PESCARA. Violenta aggressione, ieri mattina, nella zona della stazione ferroviaria, davanti al centro di accoglienza Train de Vie-On the Road di via Ferrari, sotto gli occhi di decine di persone fra ospiti e volontari della struttura, pedoni e automobilisti. In quel momento, erano le 9 del mattino, via Ferrari era più trafficata che mai. All’improvviso, senza un motivo preciso, un 47enne, residente in città, già conosciuto alle forze dell’ordine, si è scagliato contro un marocchino di 30 anni, senza fissa dimora, che stava facendo la fila per entrare nel centro, colpendolo al volto con i cocci di una bottiglia di vetro. Poi si è allontanato. Ma è stato subito bloccato da una pattuglia della polizia municipale, che passava di lì. Agli agenti, in maniera molto tranquilla, l’uomo ha detto: «Sono stato io, sono io l’aggressore». Dopo pochissimi istanti, sul posto sono arrivati i poliziotti della squadra volante, diretti dal vice questore aggiunto Pierpaolo Varrasso. Il 47enne è stato portato in questura e arrestato per lesioni permanenti al volto. Su disposizione dell’autorità giudiziaria, è stato rinchiuso nel carcere di San Donato. La vittima, che perdeva parecchio sangue, è stata immediatamente soccorsa e trasportata in ambulanza al pronto soccorso, dove le sono state riscontrate lesioni, giudicate guaribili in 30 giorni. Ora gli accertamenti della polizia vanno avanti per cercare di fare piena chiarezza sull'accaduto. E, quindi, si sta tentando di capire se i due si conoscessero e se avessero avuto dei dissidi e nel caso perché. Al momento, comunque, tutto fa pensare ad un’aggressione e senza un reale motivo.
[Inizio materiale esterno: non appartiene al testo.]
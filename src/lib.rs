/// The main library module for bugfuse
pub mod config;
pub mod context;
pub mod display;
pub mod embedding;
pub mod error;
pub mod search;
pub mod store;
pub mod types;
pub mod vector;

// Explicit exports for better API clarity
pub use config::Settings;
pub use context::{ContextStatus, SearchContext, SearchHit, SearchResponse};
pub use embedding::{Embedder, FastEmbedEmbedder, HashingEmbedder, create_embedder};
pub use error::{ErrorContext, SearchError, SearchResult};
pub use search::{
    AbsentFieldPolicy, BugQuery, FieldWeights, FusionRetriever, QueryShape, RankedHit, Ranking,
    ResultCache,
};
pub use store::{
    BackupManager, BugSource, InMemoryBugSource, IndexGeneration, JsonFileBugSource, LoadOutcome,
    RebuildReport, SnapshotInfo, VectorStore,
};
pub use types::{BugId, BugReport, FieldKind, IndexVersion, InternalId};
//! Partial bug report queries.

use std::fmt;

use serde::{Deserialize, Serialize};

use crate::embedding::text::join_parts;
use crate::types::FieldKind;

/// A query made of any subset of the five fields.
///
/// Test info may be supplied as separate steps, expected and actual
/// results; they are combined the same way report fields are.
#[derive(Debug, Clone, Default, PartialEq, Eq, Serialize, Deserialize)]
#[serde(default)]
pub struct BugQuery {
    pub summary: Option<String>,
    pub code: Option<String>,
    pub test_steps: Option<String>,
    pub expected_result: Option<String>,
    pub actual_result: Option<String>,
    pub log: Option<String>,
    pub environment: Option<String>,
}

impl BugQuery {
    pub fn new() -> Self {
        Self::default()
    }

    pub fn with_summary(mut self, text: impl Into<String>) -> Self {
        self.summary = Some(text.into());
        self
    }

    pub fn with_code(mut self, text: impl Into<String>) -> Self {
        self.code = Some(text.into());
        self
    }

    pub fn with_test_steps(mut self, text: impl Into<String>) -> Self {
        self.test_steps = Some(text.into());
        self
    }

    pub fn with_expected_result(mut self, text: impl Into<String>) -> Self {
        self.expected_result = Some(text.into());
        self
    }

    pub fn with_actual_result(mut self, text: impl Into<String>) -> Self {
        self.actual_result = Some(text.into());
        self
    }

    pub fn with_log(mut self, text: impl Into<String>) -> Self {
        self.log = Some(text.into());
        self
    }

    pub fn with_environment(mut self, text: impl Into<String>) -> Self {
        self.environment = Some(text.into());
        self
    }

    /// Non-empty text per supplied field, in field order.
    pub fn field_texts(&self) -> Vec<(FieldKind, String)> {
        fn part(value: &Option<String>) -> &str {
            value.as_deref().unwrap_or("")
        }

        FieldKind::ALL
            .into_iter()
            .filter_map(|field| {
                let text = match field {
                    FieldKind::Summary => join_parts([part(&self.summary)]),
                    FieldKind::Code => join_parts([part(&self.code)]),
                    FieldKind::TestInfo => join_parts([
                        part(&self.test_steps),
                        part(&self.expected_result),
                        part(&self.actual_result),
                    ]),
                    FieldKind::Log => join_parts([part(&self.log)]),
                    FieldKind::Environment => join_parts([part(&self.environment)]),
                };
                (!text.is_empty()).then_some((field, text))
            })
            .collect()
    }

    /// Whether no field carries any text.
    pub fn is_empty(&self) -> bool {
        self.field_texts().is_empty()
    }

    pub fn fields(&self) -> Vec<FieldKind> {
        self.field_texts().into_iter().map(|(f, _)| f).collect()
    }
}

/// Which fields a query supplied.
#[derive(Debug, Clone, Copy, PartialEq, Eq, Hash, Serialize, Deserialize)]
#[serde(rename_all = "snake_case")]
pub enum QueryShape {
    SummaryOnly,
    CodeOnly,
    TestOnly,
    LogOnly,
    EnvironmentOnly,
    Mixed,
}

impl QueryShape {
    /// `None` for an empty field list.
    pub fn classify(fields: &[FieldKind]) -> Option<Self> {
        match fields {
            [] => None,
            [FieldKind::Summary] => Some(QueryShape::SummaryOnly),
            [FieldKind::Code] => Some(QueryShape::CodeOnly),
            [FieldKind::TestInfo] => Some(QueryShape::TestOnly),
            [FieldKind::Log] => Some(QueryShape::LogOnly),
            [FieldKind::Environment] => Some(QueryShape::EnvironmentOnly),
            _ => Some(QueryShape::Mixed),
        }
    }

    pub fn as_str(&self) -> &'static str {
        match self {
            QueryShape::SummaryOnly => "summary_only",
            QueryShape::CodeOnly => "code_only",
            QueryShape::TestOnly => "test_only",
            QueryShape::LogOnly => "log_only",
            QueryShape::EnvironmentOnly => "environment_only",
            QueryShape::Mixed => "mixed",
        }
    }
}

impl fmt::Display for QueryShape {
    fn fmt(&self, f: &mut fmt::Formatter<'_>) -> fmt::Result {
        f.write_str(self.as_str())
    }
}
Un’aggressione fulminea, consumatasi nel giro di pochissimi secondi, come raccontato dai tanti che si sono trovati ad assistere alla incredibile scena. E fra loro c’era anche il responsabile della cooperativa sociale On the road di Pescara, Massimo Ippoliti: «È stata un’azione rapidissima», sottolinea, «il ragazzo marocchino era in fila insieme ad un’altra decina di persone quando, improvvisamente, come abbiamo aperto le porte per fare entrare lui e gli altri, è arrivato il 47enne e ha iniziato a colpirlo. Prima, da quello che so io, non c’era stata nessuna lite. Tutti e due, vittima e aggressore, di tanto in tanto vengono nel nostro centro per usufruire dei servizi, che mettiamo a disposizione, dalle docce alla colazione. Io però non posso dire di preciso se si conoscessero o meno. So soltanto, ripeto, che tutto è successo in un attimo. Fortunatamente, proprio in quegli istanti stava passando una pattuglia della municipale, che si è subito fermata, allertando i soccorsi e bloccando l'uomo, che non ha opposto la minima resistenza, anzi si è quasi consegnato. È intervenuto in aiuto anche un passante».
Una zona, quella della stazione, al centro più volte di fatti di violenza gravi. A poca distanza, dal luogo in cui ieri è avvenuta l’aggressione, sotto uno dei tunnel dello scalo, il 30 agosto del 2017 è stata trovata senza vita Anna Carlini, pescarese di 33 anni, violentata e poi lasciata morire.